The story of Indian higher education is like a F-1 racing track without any enforcement of driver safety or driving rules. For last few years, Indian higher education has grown at a break-neck speed. For example, Indian higher education has grown by 20% in one year and added more than 5,000 colleges to the system. Likewise, gross enrollment ratio (GER) grew from 12.5% in 2007-08 to 17.3% in 2009-10. Clearly, access to higher education is very important for a developing country like India and it is encouraging to see the growth.
Most of this growth was supported by entrepreneurial spirit of private sector. However, slow pace of policy reforms and misplaced herd-mentality of some private higher education initiatives, has resulted in one of the largest system with one of the weakest quality. This is a risky and unhealthy proposition for the system and stakeholders. One can imagine what will be the outcome in a racing track with no rules or security measures.
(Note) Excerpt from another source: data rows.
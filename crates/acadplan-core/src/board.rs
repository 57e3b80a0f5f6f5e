//! Read-only view of a snapshot, ready for rendering.
//!
//! The board resolves each task's subject for labelling. A task whose subject
//! is gone gets the configured fallback label and color instead.

use chrono::{DateTime, Utc};
use serde::Serialize;
use std::collections::HashMap;

use crate::attendance::AttendanceStatus;
use crate::commands::Snapshot;
use crate::storage::DisplayConfig;
use crate::subject::Subject;
use crate::task::{order_tasks, DerivedStatus, Task};

/// Absence counter card for one subject with a tracked course load.
#[derive(Debug, Clone, Serialize)]
pub struct AbsenceCard<'a> {
    pub subject_id: &'a str,
    pub name: &'a str,
    pub color: &'a str,
    pub absences: u32,
    /// Whether removing an absence would change anything
    pub can_remove: bool,
    pub status: AttendanceStatus,
}

/// One task in due-date order with its resolved subject.
#[derive(Debug, Clone, Serialize)]
pub struct TaskCard<'a> {
    pub task: &'a Task,
    pub subject_label: &'a str,
    pub subject_color: &'a str,
    /// False when the subject could not be found
    pub has_subject: bool,
    pub derived: DerivedStatus,
}

/// Everything the presentation layer shows for a snapshot.
#[derive(Debug, Clone, Serialize)]
pub struct Board<'a> {
    pub generated_at: DateTime<Utc>,
    pub subjects: &'a [Subject],
    pub attendance: Vec<AbsenceCard<'a>>,
    pub tasks: Vec<TaskCard<'a>>,
}

impl<'a> Board<'a> {
    pub fn build(snapshot: &'a Snapshot, now: DateTime<Utc>, display: &'a DisplayConfig) -> Self {
        let by_id: HashMap<&str, &Subject> = snapshot
            .subjects
            .iter()
            .map(|s| (s.id.as_str(), s))
            .collect();

        let attendance = snapshot
            .subjects
            .iter()
            .filter_map(|subject| {
                let status = subject.attendance_status()?;
                Some(AbsenceCard {
                    subject_id: &subject.id,
                    name: &subject.name,
                    color: &subject.color,
                    absences: subject.absences.get(),
                    can_remove: subject.absences.get() > 0,
                    status,
                })
            })
            .collect();

        let tasks = order_tasks(&snapshot.tasks, now)
            .into_iter()
            .map(|ordered| {
                let subject = by_id.get(ordered.task.subject_id.as_str()).copied();
                TaskCard {
                    task: ordered.task,
                    subject_label: subject
                        .map(|s| s.name.as_str())
                        .unwrap_or(display.fallback_subject_label.as_str()),
                    subject_color: subject
                        .map(|s| s.color.as_str())
                        .unwrap_or(display.fallback_color.as_str()),
                    has_subject: subject.is_some(),
                    derived: ordered.derived,
                }
            })
            .collect();

        tracing::debug!(
            subjects = snapshot.subjects.len(),
            tasks = snapshot.tasks.len(),
            "built board"
        );

        Board {
            generated_at: now,
            subjects: &snapshot.subjects,
            attendance,
            tasks,
        }
    }

    /// Number of tasks that are overdue right now.
    pub fn overdue_count(&self) -> usize {
        self.tasks
            .iter()
            .filter(|card| card.derived == DerivedStatus::Overdue)
            .count()
    }
}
The biggest trend from Indian higher education for 2012 will be consolidation.
On the policy front, there is already a recognition that systemic quality needs to improved. A recent article in the University World News noted “Improving quality and providing more funds to state universities will be the focus of India’s higher education policy in the coming year.” Of course, the last mile barrier is if policy reforms move beyond politics of India and see the reality of implementation.
On institutional front, private institutions will wake-up to the rude shock that there is an oversupply of “me-too” type of institutions in engineering and management (Indian B-school bubble). It is clear from the sharp decline in number of applications for starting new institutions in 2012. AICTE received 400 applications for 2012 as compared to 1,067 in 2011, and was 2,176 the year before. Private institutions will also face stringent regulations (Shouldering the Quality Responsibility). Overall, private institutions and entrepreneurs will realize that higher education in India is no more a sector to make quick-buck, rather it will require investment and quality to compete and grow.
2012 will an exciting year for India as it grows, improves quality and approaches internationalization. It will also continue to be a year of value contest in balancing quality vs. quantity; private vs. public and for-profit vs. not-for-profit.
To sum up, having rules (quality assurance mechanisms) does preclude speed (or growth)–it manages risks and secures the stakeholders. The year 2012 will bring more sensitivity about integrating quality at policy and institutional level; sometimes with choice and other times by compulsion.